The research was carried out between 2021 and 2024 in urban, peri-urban, and rural districts in Indonesia. The authors are affiliated with the University of Surakarta, Muhammadiyah University of Berau (East Kalimantan), and STIAMAK Barunawati Surabaya. Their findings matter as Indonesian local governments continue to face funding gaps, uneven development, and limited fiscal capacity under decentralization.

Why Data Integration Matters for Local Governments

Local tax revenue is a critical pillar of regional autonomy in Indonesia. District governments rely on local taxes to fund infrastructure, education, health services, and social protection programs. However, fragmented administrative systems have long limited revenue collection. Population registries, Family Card databases, and tax records often operate in isolation, making it difficult to identify potential taxpayers or accurately assess tax capacity.

This disconnect contributes to a persistent gap between potential and actual tax revenue, especially in regions with large informal economies. As digital government reforms accelerate, policymakers are increasingly looking at data integration as a way to modernize tax administration while improving transparency and planning.

How the Study Was Conducted

The researchers analyzed administrative data from three districts representing different socioeconomic conditions: one urban district, one peri-urban district, and one rural district. The dataset included:

  • More than 2.2 million individual population records
  • Around 587,000 family units
  • Approximately 1.47 million local tax accounts

The study combined quantitative analysis of tax performance data with predictive analytics and qualitative interviews with local officials.
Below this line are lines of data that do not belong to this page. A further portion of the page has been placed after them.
//! The per-voxel Variational Bayes update.
//!
//! Coordinate ascent on a factorised posterior q(θ)·q(φ) under a forward
//! model linearised at the current posterior mean. One inner iteration:
//!
//! 1. lift the fabber-space mean to model space through the parameter
//!    transforms and linearise the model there, chaining the Jacobian back
//!    into fabber space;
//! 2. assemble the effective prior from the per-parameter prior system;
//! 3. update the posterior precision Λ ← Λ₀ + E[φ]·JᵀJ and mean
//!    μ ← Λ⁻¹(Λ₀μ₀ + E[φ]·Jᵀ(y − ŷ + Jμ));
//! 4. update the noise posterior from the new residual;
//! 5. evaluate the variational free energy in closed form.
//!
//! A free-energy decrease reverts the step and halves the mean toward its
//! previous value before retrying; a Cholesky failure abandons the voxel
//! with its last good state intact.

use nalgebra::{Cholesky, DMatrix, DVector};

use fabber_core::{
    FabberError, FabberResult, ForwardModel, MvnDist, ParamDef, ParamTransform,
};

use crate::convergence::{ConvergenceConfig, ConvergenceDetector, ConvergenceStatus};
use crate::noise::NoisePosterior;
use crate::prior::{assemble_priors, ParamPrior};

use std::f64::consts::PI;

/// Everything the inference loop tracks for one voxel.
#[derive(Debug, Clone)]
pub struct VoxelState {
    /// Fabber-space posterior over the model parameters
    pub mvn: MvnDist,
    /// Posterior over the observation noise
    pub noise: NoisePosterior,
    /// Free energy of the last accepted step
    pub free_energy: f64,
}

/// Initialise a voxel's posterior from the model's hard-coded
/// distributions, mapped into fabber space.
pub fn init_voxel_state(defs: &[ParamDef], noise: NoisePosterior) -> FabberResult<VoxelState> {
    let p = defs.len();
    let mut mean = DVector::zeros(p);
    let mut cov = DMatrix::zeros(p, p);
    for (i, def) in defs.iter().enumerate() {
        let fab = def.transform.to_fabber_dist(def.posterior)?;
        mean[i] = fab.mean();
        cov[(i, i)] = fab.var();
    }
    Ok(VoxelState {
        mvn: MvnDist::from_mean_covariance(mean, cov)?,
        noise,
        free_energy: f64::NEG_INFINITY,
    })
}

/// Model prediction and fabber-space Jacobian at a linearisation point.
#[derive(Debug, Clone)]
pub struct Linearisation {
    /// ŷ at the linearisation point
    pub prediction: DVector<f64>,
    /// Fabber-space Jacobian J = J_model · diag(T′(μ))
    pub jacobian: DMatrix<f64>,
}

/// Linearise the model at a fabber-space mean.
pub fn linearise(
    model: &dyn ForwardModel,
    transforms: &[ParamTransform],
    mu: &DVector<f64>,
) -> FabberResult<Linearisation> {
    let theta = DVector::from_fn(mu.len(), |i, _| transforms[i].to_model(mu[i]));
    let prediction = model.evaluate(&theta)?;
    let mut jacobian = model.jacobian(&theta)?;
    for (i, transform) in transforms.iter().enumerate() {
        let slope = transform.dto_model(mu[i]);
        jacobian.column_mut(i).scale_mut(slope);
    }
    Ok(Linearisation {
        prediction,
        jacobian,
    })
}

/// Residual of the data against the model evaluated at a fabber-space mean.
fn residual_at(
    model: &dyn ForwardModel,
    transforms: &[ParamTransform],
    mu: &DVector<f64>,
    y: &DVector<f64>,
) -> FabberResult<DVector<f64>> {
    let theta = DVector::from_fn(mu.len(), |i, _| transforms[i].to_model(mu[i]));
    Ok(y - model.evaluate(&theta)?)
}

/// E[log p(θ)] − E[log q(θ)] under a diagonal effective prior.
fn parameter_free_energy_terms(
    mu: &DVector<f64>,
    cov: &DMatrix<f64>,
    mu0: &DVector<f64>,
    lambda0: &DVector<f64>,
    log_det_cov: f64,
) -> f64 {
    let p = mu.len() as f64;
    let mut log_prior = -0.5 * p * (2.0 * PI).ln();
    for i in 0..mu.len() {
        let diff = mu[i] - mu0[i];
        log_prior += 0.5 * lambda0[i].ln();
        log_prior -= 0.5 * lambda0[i] * (diff * diff + cov[(i, i)]);
    }
    let entropy = 0.5 * p * (1.0 + (2.0 * PI).ln()) + 0.5 * log_det_cov;
    log_prior + entropy
}

/// One VB coordinate-ascent step for one voxel. Mutates `state` in place
/// and returns the new free energy.
///
/// `damping` (from the `lm` convergence policy) scales the diagonal of the
/// data term in the precision update; zero means no damping.
pub fn vb_step(
    model: &dyn ForwardModel,
    transforms: &[ParamTransform],
    priors: &[ParamPrior],
    y: &DVector<f64>,
    voxel: usize,
    state: &mut VoxelState,
    damping: f64,
) -> FabberResult<f64> {
    let mu = state.mvn.mean().clone();
    let cov = state.mvn.covariance()?.clone();

    let (mu0, lambda0) = assemble_priors(priors, voxel, &mu, &cov)?;
    let lin = linearise(model, transforms, &mu)?;
    let e_phi = state.noise.precision_mean();

    // Λ ← Λ₀ + E[φ]·JᵀJ, optionally Levenberg-damped on the diagonal
    let jt = lin.jacobian.transpose();
    let mut data_term = &jt * &lin.jacobian;
    if damping > 0.0 {
        for i in 0..data_term.nrows() {
            data_term[(i, i)] *= 1.0 + damping;
        }
    }
    let precision_new = DMatrix::from_diagonal(&lambda0) + e_phi * data_term;

    let chol = Cholesky::new(precision_new.clone()).ok_or_else(|| {
        FabberError::numerical("VB precision update produced a non-SPD matrix")
    })?;
    let mut cov_new = chol.inverse();
    // Symmetrise after the inversion
    for i in 0..cov_new.nrows() {
        for j in (i + 1)..cov_new.ncols() {
            let avg = 0.5 * (cov_new[(i, j)] + cov_new[(j, i)]);
            cov_new[(i, j)] = avg;
            cov_new[(j, i)] = avg;
        }
    }

    // μ ← Σ·(Λ₀μ₀ + E[φ]·Jᵀ·(y − ŷ + Jμ))
    let k = y - &lin.prediction + &lin.jacobian * &mu;
    let mu_new = &cov_new * (lambda0.component_mul(&mu0) + e_phi * (&jt * k));

    state.mvn.set_mean(mu_new.clone())?;
    state.mvn.set_covariance(cov_new.clone())?;

    // Noise update from the new residual, with Σ = Λ⁻¹
    let r = residual_at(model, transforms, &mu_new, y)?;
    state.noise.update(&r, &lin.jacobian, &cov_new)?;

    // Free energy
    let log_det_cov = state.mvn.log_det_covariance()?;
    let f = state.noise.free_energy_terms(&r, &lin.jacobian, &cov_new)
        + parameter_free_energy_terms(&mu_new, &cov_new, &mu0, &lambda0, log_det_cov);
    state.free_energy = f;
    Ok(f)
}

/// Run the full inner loop for one voxel until its convergence detector
/// stops it.
///
/// On a reverted step the posterior is restored and the mean halved toward
/// its previous value before retrying. On divergence or a numerical
/// failure the state is left at its last accepted value and the error is
/// returned for the caller to record.
pub fn fit_voxel(
    model: &dyn ForwardModel,
    transforms: &[ParamTransform],
    priors: &[ParamPrior],
    y: &DVector<f64>,
    voxel: usize,
    state: &mut VoxelState,
    config: &ConvergenceConfig,
) -> FabberResult<usize> {
    let mut detector = ConvergenceDetector::new(*config);
    loop {
        let saved = state.clone();
        let f = match vb_step(model, transforms, priors, y, voxel, state, detector.damping()) {
            Ok(f) => f,
            Err(e) => {
                *state = saved;
                return Err(e);
            }
        };
        match detector.check(f) {
            ConvergenceStatus::Continue => {}
            ConvergenceStatus::Converged => {
                // Trial mode can settle after a run of bad steps; keep the
                // last good state rather than the final rejected proposal
                if f < saved.free_energy - config.fchange_tol {
                    *state = saved;
                }
                break;
            }
            ConvergenceStatus::Reverted => {
                // Keep the last good posterior but restart the next trial
                // from a mean halved toward it
                let proposed = state.mvn.mean().clone();
                *state = saved;
                let halved = (state.mvn.mean() + proposed) * 0.5;
                state.mvn.set_mean(halved)?;
            }
            ConvergenceStatus::Diverged => {
                *state = saved;
                return Err(FabberError::numerical(format!(
                    "VB update diverged after {} iterations",
                    detector.iterations()
                )));
            }
        }
    }
    Ok(detector.iterations())
}
#[cfg(test)]
mod tests {
    use super::*;
    use approx::assert_relative_eq;

    fn write_npy4(path: &Path, vol: &Array4<f64>) {
        vol.write_npy(File::create(path).unwrap()).unwrap();
    }

    fn write_npy3(path: &Path, vol: &Array3<f64>) {
        vol.write_npy(File::create(path).unwrap()).unwrap();
    }

    #[test]
    fn test_single_file_load_without_mask() {
        let dir = tempfile::tempdir().unwrap();
        let path = dir.path().join("data.npy");
        let mut vol = Array4::<f64>::zeros((2, 1, 1, 3));
        for t in 0..3 {
            vol[[0, 0, 0, t]] = t as f64;
            vol[[1, 0, 0, t]] = 10.0 + t as f64;
        }
        write_npy4(&path, &vol);

        let mut opts = RunOptions::new();
        opts.set("data", path.to_str().unwrap());
        let data = load_voxel_data(&opts).unwrap();

        assert_eq!(data.n_voxels(), 2);
        assert_eq!(data.n_timepoints(), 3);
        assert_relative_eq!(data.main()[(2, 1)], 12.0);
        assert_eq!(data.coord(0), [0, 0, 0]);
        assert_eq!(data.coord(1), [1, 0, 0]);
    }

    #[test]
    fn test_mask_selects_voxels() {
        let dir = tempfile::tempdir().unwrap();
        let data_path = dir.path().join("data.npy");
        let mask_path = dir.path().join("mask.npy");

        let mut vol = Array4::<f64>::zeros((2, 2, 1, 2));
        vol[[1, 1, 0, 0]] = 5.0;
        write_npy4(&data_path, &vol);

        let mut mask = Array3::<f64>::zeros((2, 2, 1));
        mask[[1, 1, 0]] = 1.0;
        write_npy3(&mask_path, &mask);

        let mut opts = RunOptions::new();
        opts.set("data", data_path.to_str().unwrap());
        opts.set("mask", mask_path.to_str().unwrap());
        let data = load_voxel_data(&opts).unwrap();

        assert_eq!(data.n_voxels(), 1);
        assert_eq!(data.coord(0), [1, 1, 0]);
        assert_relative_eq!(data.main()[(0, 0)], 5.0);
    }

    #[test]
    fn test_missing_file_is_data_not_found() {
        let mut opts = RunOptions::new();
        opts.set("data", "/nonexistent/path.npy");
        let err = load_voxel_data(&opts).unwrap_err();
        assert!(matches!(err, FabberError::DataNotFound { .. }));
    }

    #[test]
    fn test_interleave_combines_alternating_volumes() {
        let a = DMatrix::from_row_slice(2, 1, &[1.0, 2.0]);
        let b = DMatrix::from_row_slice(2, 1, &[10.0, 20.0]);
        let out = combine_matrices(&[a, b], DataOrder::Interleave).unwrap();
        assert_eq!(out.nrows(), 4);
        assert_relative_eq!(out[(0, 0)], 1.0);
        assert_relative_eq!(out[(1, 0)], 10.0);
        assert_relative_eq!(out[(2, 0)], 2.0);
        assert_relative_eq!(out[(3, 0)], 20.0);
    }

    #[test]
    fn test_interleave_rejects_unequal_lengths() {
        let a = DMatrix::from_row_slice(2, 1, &[1.0, 2.0]);
        let b = DMatrix::from_row_slice(3, 1, &[1.0, 2.0, 3.0]);
        assert!(combine_matrices(&[a, b], DataOrder::Interleave).is_err());
    }

    #[test]
    fn test_interleave_is_order_equivariant() {
        let a = DMatrix::from_row_slice(2, 1, &[1.0, 2.0]);
        let b = DMatrix::from_row_slice(2, 1, &[10.0, 20.0]);
        let ab = combine_matrices(&[a.clone(), b.clone()], DataOrder::Interleave).unwrap();
        let ba = combine_matrices(&[b, a], DataOrder::Interleave).unwrap();
        // Swapping the file order swaps the corresponding timepoints
        for i in 0..2 {
            assert_relative_eq!(ab[(2 * i, 0)], ba[(2 * i + 1, 0)]);
            assert_relative_eq!(ab[(2 * i + 1, 0)], ba[(2 * i, 0)]);
        }
    }

    #[test]
    fn test_concatenate_appends_files() {
        let a = DMatrix::from_row_slice(2, 1, &[1.0, 2.0]);
        let b = DMatrix::from_row_slice(1, 1, &[3.0]);
        let out = combine_matrices(&[a, b], DataOrder::Concatenate).unwrap();
        assert_eq!(out.nrows(), 3);
        assert_relative_eq!(out[(2, 0)], 3.0);
    }

    #[test]
    fn test_singlefile_rejects_multiple_files() {
        let a = DMatrix::zeros(2, 1);
        let b = DMatrix::zeros(2, 1);
        assert!(combine_matrices(&[a, b], DataOrder::SingleFile).is_err());
    }

    #[test]
    fn test_volume_write_read_round_trip() {
        let dir = tempfile::tempdir().unwrap();
        let data = VoxelData::from_matrix(DMatrix::zeros(3, 4), [2, 2, 1]).unwrap();

        let rows = DMatrix::from_row_slice(2, 4, &[1.0, 2.0, 3.0, 4.0, 5.0, 6.0, 7.0, 8.0]);
        let path = write_volume(dir.path(), "mean_c0", &rows, &data).unwrap();

        let back = read_volume4(&path).unwrap();
        assert_eq!(back.dim(), (2, 2, 1, 2));
        // Voxel 3 is at (1, 1, 0) in x-major order
        assert_relative_eq!(back[[1, 1, 0, 0]], 4.0);
        assert_relative_eq!(back[[1, 1, 0, 1]], 8.0);
    }

    #[test]
    fn test_image_vector_respects_mask_order() {
        let dir = tempfile::tempdir().unwrap();
        let path = dir.path().join("img.npy");
        let mut img = Array3::<f64>::zeros((2, 1, 1));
        img[[0, 0, 0]] = 7.0;
        img[[1, 0, 0]] = 9.0;
        write_npy3(&path, &img);

        let data = VoxelData::from_matrix(DMatrix::zeros(2, 2), [2, 1, 1]).unwrap();
        let vec = load_image_vector(&path, &data).unwrap();
        assert_relative_eq!(vec[0], 7.0);
        assert_relative_eq!(vec[1], 9.0);
    }
}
Instead of relying solely on traditional tax records, the researchers linked individual demographic data with household-level information from Family Cards, then connected these records to tax administration systems.

Advanced analytics were used to assess tax compliance patterns, identify unregistered taxpayers, and predict payment behavior. The approach allowed local governments to view taxpayers not just as individuals, but as members of households with specific socioeconomic characteristics.

Key Findings: Higher Revenue, Better Compliance

The results show clear and measurable benefits from integrating population and Family Card data into local tax systems.

Across the three districts studied:

  • Tax compliance rates increased by 23–31 percent
  • The registered taxpayer base expanded by 18–26 percent
  • Total local tax revenue grew by up to 48.3 percent
  • Administrative collection costs fell by 35–42 percent
  • Revenue forecasting accuracy improved from about 68 percent to 89 percent

In practical terms, one urban district saw tax revenue rise from roughly IDR 487 billion to IDR 723 billion after integration. Similar growth patterns were observed in peri-urban and rural areas, indicating that the benefits are not limited to large cities.

Predictive Analytics Strengthen Tax Administration

A notable contribution of the study is its use of predictive analytics to support tax administration. By applying machine learning models to integrated datasets, the researchers achieved 84–85 percent accuracy in identifying potential taxpayers and predicting payment behavior.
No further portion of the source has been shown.